The 86-year-old Chamoun, who currently serves as the country’s finance minister, was on his way by security convoy to a meeting of the Lebanese Front, a coalition of Christian parties, when a car rigged with an estimated 150 pounds of explosives was set off by remote control near the foot of the hilltop Christian quarter of Ashrafiyeh in East Beirut.
The car carrying Chamoun’s bodyguards burst into flames. The burned bodies of three of the bodyguards were recovered by rescue workers. The explosion badly damaged seven buildings, destroyed 25 cars and left a huge crater in the street.
Minor Injuries
Chamoun’s bulletproof limousine was blown off the road, but he suffered only minor injuries to his right arm and departed the Hotel Dieu hospital two hours after arriving there for treatment, limping slightly but alert and calm.
At his home later, Chamoun told a reporter that his blood pressure was good “in spite of the criminals who tried to murder me and those innocent people. God is watching over us, and (so is) the Blessed Virgin, whose icon I always wear on my chest.”
Chamoun, who has encouraged resistance to Syrian involvement in Lebanon, has survived at least three previous assassination attempts--in 1968, 1980 and in November, 1985. He described Wednesday’s attack as an “act of terrorism” and did not rule out suggestions that it might have been linked to a planned Syrian-Lebanese summit meeting.
Meeting Endorsed
On Tuesday, Chamoun endorsed a proposed meeting between Lebanese President Amin Gemayel, a Christian, and Syrian President Hafez Assad, provided it did not infringe on Lebanese sovereignty. Syria recently agreed in principle to ending its isolation of Gemayel after a one-year estrangement during which it encouraged Muslim opposition ministers to boycott his national unity Cabinet.

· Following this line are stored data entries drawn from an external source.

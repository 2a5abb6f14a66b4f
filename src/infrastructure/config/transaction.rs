//! Transaction confirmation and fee settings.

use std::time::Duration;

use serde::Deserialize;

use crate::adapter::outbound::chain::TxPolicy;

/// `[transactions]` section.
#[derive(Debug, Clone, Deserialize)]
pub struct TransactionConfig {
    /// Confirmations to wait for after inclusion.
    #[serde(default = "default_confirmations")]
    pub confirmations: u64,
    /// Receipt wait limit in seconds.
    #[serde(default = "default_timeout_secs")]
    pub timeout_secs: u64,
    /// Fixed gas limit; estimated per call when unset.
    #[serde(default)]
    pub gas_limit: Option<u64>,
    /// EIP-1559 fee cap in wei. TOML integers stop at 64 bits.
    #[serde(default)]
    pub max_fee_per_gas: Option<u64>,
    /// EIP-1559 priority fee in wei.
    #[serde(default)]
    pub max_priority_fee_per_gas: Option<u64>,
}

fn default_confirmations() -> u64 {
    1
}

fn default_timeout_secs() -> u64 {
    120
}

impl Default for TransactionConfig {
    fn default() -> Self {
        Self {
            confirmations: default_confirmations(),
            timeout_secs: default_timeout_secs(),
            gas_limit: None,
            max_fee_per_gas: None,
            max_priority_fee_per_gas: None,
        }
    }
}

impl TransactionConfig {
    /// Policy handed to the chain submitter.
    #[must_use]
    pub fn policy(&self) -> TxPolicy {
        TxPolicy {
            confirmations: self.confirmations,
            timeout: Duration::from_secs(self.timeout_secs),
            gas_limit: self.gas_limit,
            max_fee_per_gas: self.max_fee_per_gas.map(u128::from),
            max_priority_fee_per_gas: self.max_priority_fee_per_gas.map(u128::from),
        }
    }
}

#[cfg(test)]
mod tests {
    use super::*;

    #[test]
    fn defaults_wait_for_one_confirmation() {
        let policy = TransactionConfig::default().policy();
        assert_eq!(policy.confirmations, 1);
        assert_eq!(policy.timeout, Duration::from_secs(120));
        assert!(policy.gas_limit.is_none());
    }

    #[test]
    fn overrides_flow_into_policy() {
        let config: TransactionConfig = toml::from_str(
            "confirmations = 3\ntimeout_secs = 30\ngas_limit = 3000000\nmax_fee_per_gas = 50000000000",
        )
        .unwrap();
        let policy = config.policy();
        assert_eq!(policy.confirmations, 3);
        assert_eq!(policy.gas_limit, Some(3_000_000));
        assert_eq!(policy.max_fee_per_gas, Some(50_000_000_000));
        assert_eq!(policy.max_priority_fee_per_gas, None);
    }

    #[test]
    fn both_fee_caps_parse() {
        let config: TransactionConfig =
            toml::from_str("max_fee_per_gas = 30000000000
max_priority_fee_per_gas = 1500000000")
                .unwrap();
        let policy = config.policy();
        assert_eq!(policy.max_fee_per_gas, Some(30_000_000_000));
        assert_eq!(policy.max_priority_fee_per_gas, Some(1_500_000_000));
    }
}
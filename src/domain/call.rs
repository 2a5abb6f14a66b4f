//! Typed descriptions of the writes the keeper can request.

use std::fmt;

use alloy_primitives::{Address, B256};

use super::id::PositionId;
use super::position::Transition;
use super::risk::RiskSnapshot;

/// A state-changing contract call, handed to a transaction submitter.
#[derive(Debug, Clone, PartialEq, Eq)]
pub enum ContractCall {
    /// One of the ledger's batched transitions over `ids`.
    Transition {
        /// Requested transition.
        transition: Transition,
        /// Collection address of the market.
        collection: Address,
        /// Positions to transition; a single id for fallback calls.
        ids: Vec<PositionId>,
    },
    /// `updateCollectionRisk(collection, delta, PNL)` on the risk cache.
    UpdateCollectionRisk {
        /// Collection address of the market.
        collection: Address,
        /// New cached values.
        snapshot: RiskSnapshot,
    },
    /// Protocol-wide `updateUnrealizedPNL()` on the vault.
    UpdateUnrealizedPnl,
}

impl ContractCall {
    /// Build a transition call.
    #[must_use]
    pub fn transition(transition: Transition, collection: Address, ids: Vec<PositionId>) -> Self {
        Self::Transition {
            transition,
            collection,
            ids,
        }
    }

    /// Contract method name, for logs.
    #[must_use]
    pub const fn method(&self) -> &'static str {
        match self {
            Self::Transition { transition, .. } => transition.batch_method(),
            Self::UpdateCollectionRisk { .. } => "updateCollectionRisk",
            Self::UpdateUnrealizedPnl => "updateUnrealizedPNL",
        }
    }

    /// Position ids carried by a transition call.
    #[must_use]
    pub fn ids(&self) -> &[PositionId] {
        match self {
            Self::Transition { ids, .. } => ids,
            _ => &[],
        }
    }
}

impl fmt::Display for ContractCall {
    fn fmt(&self, f: &mut fmt::Formatter<'_>) -> fmt::Result {
        match self {
            Self::Transition {
                collection, ids, ..
            } => write!(f, "{}({collection}, {} ids)", self.method(), ids.len()),
            Self::UpdateCollectionRisk {
                collection,
                snapshot,
            } => write!(f, "{}({collection}, {snapshot})", self.method()),
            Self::UpdateUnrealizedPnl => write!(f, "{}()", self.method()),
        }
    }
}

/// Confirmed inclusion of a submitted call.
#[derive(Debug, Clone, Copy, PartialEq, Eq)]
pub struct TxReceipt {
    /// Transaction hash.
    pub tx_hash: B256,
    /// Gas consumed by the transaction.
    pub gas_used: u64,
    /// Block that included it, when reported.
    pub block_number: Option<u64>,
}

Hospital callers included a wide range of Lebanese politicians, among them Gemayel, who insisted on personally driving Chamoun home. Parliament Speaker Hussein Husseini, a Shia Muslim; Premier Rashid Karami and Education Minister Salim Hoss, both Sunni Muslims, and Druze chief Walid Jumblatt called to condemn the attack and to wish Chamoun well.
Outside the hospital, people applauded when the elderly politician was spotted leaving with one of his surviving bodyguards.
Accused of Complicity
Syria has accused Gemayel and Christian hawks around him, such as Chamoun, of complicity in scuttling a Syrian-crafted militia accord last year that would have curbed Christian power and given Syria a free hand in controlling military and political affairs in Lebanon.
Chamoun also was the first advocate of a Christian-Israeli link to counter Islamic dominance and demands on the small Lebanese state, the only one in the Arab world with a Christian president.
He was president from 1952 to 1958. In 1958, he asked President Dwight D. Eisenhower for a 5,000-man Marine contingent to quell an uprising by Muslim and nationalist insurgents opposed to his pro-Western policies. The U.S. Marines landed on Lebanon’s shores on July 15 and remained in the country for six months.